O ministro Ricardo Lewandowski negou há pouco mandado de segurança à médica Mayra Pinheiro, a Capitã Cloroquina, e ao ex-ministro da Saúde Eduardo Pazuello para barrar as quebras de sigilo telefônico e telemático impostas contra eles pela CPI da Pandemia.
O ministro entendeu que o ato da comissão é legítimo e, portanto, deve ser mantido. “Para a configuração de ato abusivo apto a embasar a concessão da cautelar requerida seria preciso ficar inequivocamente demonstrada a falta de pertinência temática entre a medida aqui questionada e os fatos investigados pela Comissão Parlamentar de Inquérito. Tal descompasso, contudo, a meu sentir, não restou devidamente demonstrado”, diz a decisão.

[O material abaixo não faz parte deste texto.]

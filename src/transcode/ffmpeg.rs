//! FFmpeg transcoder
//!
//! Runs `ffmpeg` as a subprocess inside a private temporary workspace.
//! Progress comes from `-progress pipe:1`, scaled against the input duration
//! reported by `ffprobe`.

use super::traits::{ProgressFn, Transcoder};
use super::types::TranscodeDirective;
use crate::utils::error::{CleanupWarning, InitError, TranscodeError};
use async_trait::async_trait;
use bytes::Bytes;
use parking_lot::RwLock;
use std::io::ErrorKind;
use std::path::{Path, PathBuf};
use std::process::Stdio;
use tempfile::TempDir;
use tokio::io::{AsyncBufReadExt, BufReader};
use tokio::process::Command;

/// Stderr fragments that mean the input itself is unusable
const INVALID_INPUT_MARKERS: &[&str] = &[
    "Invalid data found when processing input",
    "EBML header parsing failed",
    "could not find codec parameters",
    "does not contain any stream",
    "No such file or directory",
];

/// Transcoder backed by the ffmpeg command-line tools
pub struct FfmpegTranscoder {
    ffmpeg: String,
    ffprobe: String,
    workspace: RwLock<Option<TempDir>>,
}

impl FfmpegTranscoder {
    pub fn new(ffmpeg: impl Into<String>, ffprobe: impl Into<String>) -> Self {
        Self {
            ffmpeg: ffmpeg.into(),
            ffprobe: ffprobe.into(),
            workspace: RwLock::new(None),
        }
    }

    fn workspace_dir(&self) -> Result<PathBuf, TranscodeError> {
        self.workspace
            .read()
            .as_ref()
            .map(|dir| dir.path().to_path_buf())
            .ok_or_else(|| TranscodeError::EngineFault("engine not loaded".to_string()))
    }

    /// Resolve a workspace name to a path, rejecting anything that escapes it
    fn resolve(&self, name: &str) -> Result<PathBuf, TranscodeError> {
        let is_plain = !name.is_empty()
            && Path::new(name).file_name().and_then(|n| n.to_str()) == Some(name);
        if !is_plain {
            return Err(TranscodeError::InvalidInput(format!(
                "invalid workspace name: {:?}",
                name
            )));
        }
        Ok(self.workspace_dir()?.join(name))
    }

    /// Probe media duration in seconds. `None` when unknown.
    async fn probe_duration(&self, path: &Path) -> Option<f64> {
        let output = Command::new(&self.ffprobe)
            .args([
                "-v",
                "error",
                "-show_entries",
                "format=duration",
                "-of",
                "csv=p=0",
            ])
            .arg(path)
            .output()
            .await
            .ok()?;

        if !output.status.success() {
            tracing::debug!(
                "ffprobe failed for {:?}: {}",
                path,
                String::from_utf8_lossy(&output.stderr).trim()
            );
            return None;
        }

        String::from_utf8_lossy(&output.stdout)
            .trim()
            .parse::<f64>()
            .ok()
            .filter(|d| d.is_finite() && *d > 0.0)
    }
}

/// Parse one `-progress` line into elapsed output time in seconds
fn parse_progress_line(line: &str) -> Option<ProgressLine> {
    let (key, value) = line.trim().split_once('=')?;
    match key {
        // out_time_ms is in microseconds as well, despite the name
        "out_time_us" | "out_time_ms" => value
            .parse::<i64>()
            .ok()
            .filter(|us| *us >= 0)
            .map(|us| ProgressLine::OutTime(us as f64 / 1_000_000.0)),
        "progress" if value == "end" => Some(ProgressLine::End),
        _ => None,
    }
}

#[derive(Debug, Clone, Copy, PartialEq)]
enum ProgressLine {
    OutTime(f64),
    End,
}

/// Map a failed ffmpeg run onto the error taxonomy
fn classify_failure(stderr: &str) -> TranscodeError {
    let tail: Vec<&str> = stderr.lines().rev().take(5).collect();
    let summary = tail.into_iter().rev().collect::<Vec<_>>().join("\n");
    if INVALID_INPUT_MARKERS.iter().any(|m| stderr.contains(m)) {
        TranscodeError::InvalidInput(summary)
    } else {
        TranscodeError::EngineFault(summary)
    }
}

#[async_trait]
impl Transcoder for FfmpegTranscoder {
    async fn load(&self) -> Result<(), InitError> {
        let output = Command::new(&self.ffmpeg)
            .args(["-hide_banner", "-version"])
            .stdin(Stdio::null())
            .output()
            .await
            .map_err(|e| InitError::EngineMissing(format!("{}: {}", self.ffmpeg, e)))?;

        if !output.status.success() {
            return Err(InitError::EngineMissing(format!(
                "{} -version exited with {}",
                self.ffmpeg, output.status
            )));
        }

        let version = String::from_utf8_lossy(&output.stdout);
        if let Some(first) = version.lines().next() {
            tracing::info!("Transcoder ready: {}", first);
        }

        let dir = tempfile::Builder::new()
            .prefix("camera-recorder-")
            .tempdir()?;
        tracing::debug!("Transcoder workspace: {:?}", dir.path());
        *self.workspace.write() = Some(dir);
        Ok(())
    }

    async fn put(&self, name: &str, data: Bytes) -> Result<(), TranscodeError> {
        let path = self.resolve(name)?;
        tokio::fs::write(&path, &data).await?;
        tracing::debug!("Staged {} ({} bytes)", name, data.len());
        Ok(())
    }

    async fn run(
        &self,
        directive: &TranscodeDirective,
        progress: ProgressFn<'_>,
    ) -> Result<(), TranscodeError> {
        let workspace = self.workspace_dir()?;
        let input = self.resolve(directive.input())?;
        let output = self.resolve(directive.output())?;

        // A stale output from an earlier cycle must not satisfy `get`.
        match tokio::fs::remove_file(&output).await {
            Ok(()) => {}
            Err(e) if e.kind() == ErrorKind::NotFound => {}
            Err(e) => return Err(e.into()),
        }

        let total_secs = match directive {
            TranscodeDirective::Convert { .. } => self.probe_duration(&input).await,
            TranscodeDirective::ExtractFrame { .. } => None,
        };

        let mut args = vec![
            "-hide_banner".to_string(),
            "-y".to_string(),
            "-nostats".to_string(),
            "-progress".to_string(),
            "pipe:1".to_string(),
        ];
        args.extend(directive.args());

        tracing::info!("Starting FFmpeg: {:?}", args);
        progress(0.0);

        let mut child = Command::new(&self.ffmpeg)
            .args(&args)
            .current_dir(&workspace)
            .stdin(Stdio::null())
            .stdout(Stdio::piped())
            .stderr(Stdio::piped())
            .kill_on_drop(true)
            .spawn()
            .map_err(|e| TranscodeError::EngineFault(format!("Failed to start FFmpeg: {}", e)))?;

        let stderr_task = child.stderr.take().map(|stderr| {
            tokio::spawn(async move {
                let mut collected = String::new();
                let mut lines = BufReader::new(stderr).lines();
                while let Ok(Some(line)) = lines.next_line().await {
                    tracing::trace!(target: "ffmpeg", "{}", line);
                    collected.push_str(&line);
                    collected.push('\n');
                }
                collected
            })
        });

        if let Some(stdout) = child.stdout.take() {
            let mut reported = 0.0f32;
            let mut lines = BufReader::new(stdout).lines();
            while let Ok(Some(line)) = lines.next_line().await {
                let fraction = match parse_progress_line(&line) {
                    Some(ProgressLine::OutTime(secs)) => match total_secs {
                        Some(total) => (secs / total).min(1.0) as f32,
                        None => continue,
                    },
                    Some(ProgressLine::End) => 1.0,
                    None => continue,
                };
                if fraction > reported {
                    reported = fraction;
                    progress(fraction);
                }
            }
        }

        let status = child
            .wait()
            .await
            .map_err(|e| TranscodeError::EngineFault(format!("Failed to wait for FFmpeg: {}", e)))?;

        let stderr = match stderr_task {
            Some(task) => task.await.unwrap_or_default(),
            None => String::new(),
        };

        if !status.success() {
            tracing::error!("FFmpeg exited with {}: {}", status, stderr.trim());
            return Err(classify_failure(&stderr));
        }

        progress(1.0);
        tracing::info!("FFmpeg finished: {}", directive.output());
        Ok(())
    }

    async fn get(&self, name: &str) -> Result<Bytes, TranscodeError> {
        let path = self.resolve(name)?;
        match tokio::fs::read(&path).await {
            Ok(data) if data.is_empty() => Err(TranscodeError::MissingOutput(name.to_string())),
            Ok(data) => Ok(Bytes::from(data)),
            Err(e) if e.kind() == ErrorKind::NotFound => {
                Err(TranscodeError::MissingOutput(name.to_string()))
            }
            Err(e) => Err(e.into()),
        }
    }

    async fn cleanup(&self, names: &[&str]) -> Vec<CleanupWarning> {
        let mut warnings = Vec::new();
        for name in names {
            let path = match self.resolve(name) {
                Ok(path) => path,
                Err(e) => {
                    warnings.push(CleanupWarning {
                        name: name.to_string(),
                        source: std::io::Error::new(ErrorKind::InvalidInput, e.to_string()),
                    });
                    continue;
                }
            };
            match tokio::fs::remove_file(&path).await {
                Ok(()) => {}
                Err(e) if e.kind() == ErrorKind::NotFound => {}
                Err(e) => warnings.push(CleanupWarning {
                    name: name.to_string(),
                    source: e,
                }),
            }
        }
        warnings
    }
}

O ministro negou o pedido para derrubar as quebras, mas lembrou que os sigilos da médica não poderão ser violados pela comissão, o que configuraria crime, assim como a divulgação de informações de natureza pessoal, sem interesse com o tema da CPI.
“Indefiro o pedido de concessão de liminar, com as ressalvas acima declinadas quanto ao trato dos documentos confidenciais, bem como à proteção de elementos de natureza eminentemente privada, estranhos ao objeto da investigação, concernentes à impetrante ou a terceiras pessoas, os quais deverão permanecer cobertos por rigoroso sigilo, sob as penas da lei”, diz Lewandowski.